Stored data:
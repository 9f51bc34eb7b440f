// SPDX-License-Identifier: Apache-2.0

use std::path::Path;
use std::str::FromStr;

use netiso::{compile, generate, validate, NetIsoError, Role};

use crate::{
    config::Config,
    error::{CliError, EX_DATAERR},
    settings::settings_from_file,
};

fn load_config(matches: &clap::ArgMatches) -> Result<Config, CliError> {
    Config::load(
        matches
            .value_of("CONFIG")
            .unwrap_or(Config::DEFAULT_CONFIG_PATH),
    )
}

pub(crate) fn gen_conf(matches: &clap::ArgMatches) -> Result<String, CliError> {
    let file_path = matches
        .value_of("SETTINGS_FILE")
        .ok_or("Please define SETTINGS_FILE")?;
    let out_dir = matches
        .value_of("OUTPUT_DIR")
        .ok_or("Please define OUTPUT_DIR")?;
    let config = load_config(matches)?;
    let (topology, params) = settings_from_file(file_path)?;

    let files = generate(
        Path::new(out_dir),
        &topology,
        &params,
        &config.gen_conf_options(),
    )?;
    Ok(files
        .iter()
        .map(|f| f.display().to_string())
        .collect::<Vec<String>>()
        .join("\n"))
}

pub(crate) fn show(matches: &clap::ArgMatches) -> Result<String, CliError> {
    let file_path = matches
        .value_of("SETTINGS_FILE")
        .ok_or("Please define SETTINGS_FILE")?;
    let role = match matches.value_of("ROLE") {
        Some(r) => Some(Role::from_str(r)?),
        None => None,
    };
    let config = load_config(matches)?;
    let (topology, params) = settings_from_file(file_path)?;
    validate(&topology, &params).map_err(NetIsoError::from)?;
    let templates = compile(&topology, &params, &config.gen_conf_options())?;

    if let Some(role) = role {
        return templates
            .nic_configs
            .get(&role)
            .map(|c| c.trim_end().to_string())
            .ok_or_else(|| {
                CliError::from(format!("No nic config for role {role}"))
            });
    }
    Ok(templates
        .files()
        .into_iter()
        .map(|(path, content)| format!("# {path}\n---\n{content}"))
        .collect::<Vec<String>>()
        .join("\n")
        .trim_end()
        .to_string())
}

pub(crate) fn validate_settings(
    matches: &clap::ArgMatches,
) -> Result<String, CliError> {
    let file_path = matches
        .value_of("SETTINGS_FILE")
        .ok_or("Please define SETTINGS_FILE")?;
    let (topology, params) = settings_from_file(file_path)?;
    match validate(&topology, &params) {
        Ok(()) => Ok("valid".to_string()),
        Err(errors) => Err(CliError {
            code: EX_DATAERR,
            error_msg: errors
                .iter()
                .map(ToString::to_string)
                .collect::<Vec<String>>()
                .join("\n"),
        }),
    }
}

--

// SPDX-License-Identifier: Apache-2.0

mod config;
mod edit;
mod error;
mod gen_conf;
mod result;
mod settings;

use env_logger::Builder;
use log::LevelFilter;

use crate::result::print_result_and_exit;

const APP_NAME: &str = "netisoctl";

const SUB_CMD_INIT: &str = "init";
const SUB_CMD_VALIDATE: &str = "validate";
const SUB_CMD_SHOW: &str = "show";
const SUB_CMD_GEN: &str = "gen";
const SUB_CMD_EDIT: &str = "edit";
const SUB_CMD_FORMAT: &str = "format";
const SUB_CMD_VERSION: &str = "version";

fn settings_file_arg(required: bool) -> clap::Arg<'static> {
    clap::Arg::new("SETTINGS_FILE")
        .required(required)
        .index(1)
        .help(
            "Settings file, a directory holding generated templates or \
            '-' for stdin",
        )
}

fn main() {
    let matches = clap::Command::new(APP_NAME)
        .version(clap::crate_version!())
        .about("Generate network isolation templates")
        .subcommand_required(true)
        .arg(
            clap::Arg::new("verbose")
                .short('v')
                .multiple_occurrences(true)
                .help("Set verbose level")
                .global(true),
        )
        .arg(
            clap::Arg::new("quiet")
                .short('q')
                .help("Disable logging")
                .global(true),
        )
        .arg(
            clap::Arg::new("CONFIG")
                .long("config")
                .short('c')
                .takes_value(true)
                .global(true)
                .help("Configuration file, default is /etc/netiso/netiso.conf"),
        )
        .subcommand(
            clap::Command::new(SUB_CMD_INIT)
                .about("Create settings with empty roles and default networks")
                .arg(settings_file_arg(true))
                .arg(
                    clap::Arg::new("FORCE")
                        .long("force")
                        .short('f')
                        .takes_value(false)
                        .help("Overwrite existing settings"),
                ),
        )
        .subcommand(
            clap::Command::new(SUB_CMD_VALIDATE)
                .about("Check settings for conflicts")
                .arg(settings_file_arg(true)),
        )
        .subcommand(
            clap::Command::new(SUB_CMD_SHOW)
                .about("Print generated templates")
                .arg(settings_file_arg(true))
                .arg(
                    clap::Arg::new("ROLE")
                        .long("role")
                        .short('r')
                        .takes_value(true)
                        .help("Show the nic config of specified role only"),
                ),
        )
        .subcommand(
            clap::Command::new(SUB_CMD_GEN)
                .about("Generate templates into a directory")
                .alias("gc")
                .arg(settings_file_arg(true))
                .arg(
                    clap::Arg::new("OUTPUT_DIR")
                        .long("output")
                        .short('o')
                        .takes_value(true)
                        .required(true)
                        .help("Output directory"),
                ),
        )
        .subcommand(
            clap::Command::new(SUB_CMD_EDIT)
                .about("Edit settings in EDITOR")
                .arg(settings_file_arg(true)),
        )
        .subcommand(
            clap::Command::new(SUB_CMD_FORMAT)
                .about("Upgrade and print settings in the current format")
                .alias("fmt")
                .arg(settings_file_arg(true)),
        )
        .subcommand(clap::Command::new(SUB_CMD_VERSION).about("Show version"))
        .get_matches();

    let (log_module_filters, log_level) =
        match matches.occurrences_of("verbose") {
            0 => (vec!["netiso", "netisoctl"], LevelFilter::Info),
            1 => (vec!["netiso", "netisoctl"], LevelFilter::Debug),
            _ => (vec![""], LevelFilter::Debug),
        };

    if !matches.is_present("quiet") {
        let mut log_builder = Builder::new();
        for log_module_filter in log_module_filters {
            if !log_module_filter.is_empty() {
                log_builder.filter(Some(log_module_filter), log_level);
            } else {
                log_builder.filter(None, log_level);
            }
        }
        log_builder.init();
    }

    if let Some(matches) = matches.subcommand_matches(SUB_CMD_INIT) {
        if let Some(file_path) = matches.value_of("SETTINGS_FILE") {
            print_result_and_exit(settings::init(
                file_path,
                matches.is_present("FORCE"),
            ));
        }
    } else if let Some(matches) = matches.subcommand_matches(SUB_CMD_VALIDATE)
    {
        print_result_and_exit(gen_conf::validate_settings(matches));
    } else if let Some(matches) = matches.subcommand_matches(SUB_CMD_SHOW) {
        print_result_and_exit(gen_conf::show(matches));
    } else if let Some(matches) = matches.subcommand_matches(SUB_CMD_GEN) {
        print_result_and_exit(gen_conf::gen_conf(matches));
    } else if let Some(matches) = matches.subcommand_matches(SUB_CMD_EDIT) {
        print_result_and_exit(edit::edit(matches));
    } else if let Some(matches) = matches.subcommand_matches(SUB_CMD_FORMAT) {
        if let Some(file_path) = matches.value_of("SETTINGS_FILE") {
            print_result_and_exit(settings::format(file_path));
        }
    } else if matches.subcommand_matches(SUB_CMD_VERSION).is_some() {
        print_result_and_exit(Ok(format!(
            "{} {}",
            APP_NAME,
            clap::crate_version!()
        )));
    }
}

> _ABOUT THIS TASK_
Show, from the records above, every line that includes "directory".

> _TASK SOLUTION_
            "Settings file, a directory holding generated templates or \
                .about("Generate templates into a directory")
                        .help("Output directory"),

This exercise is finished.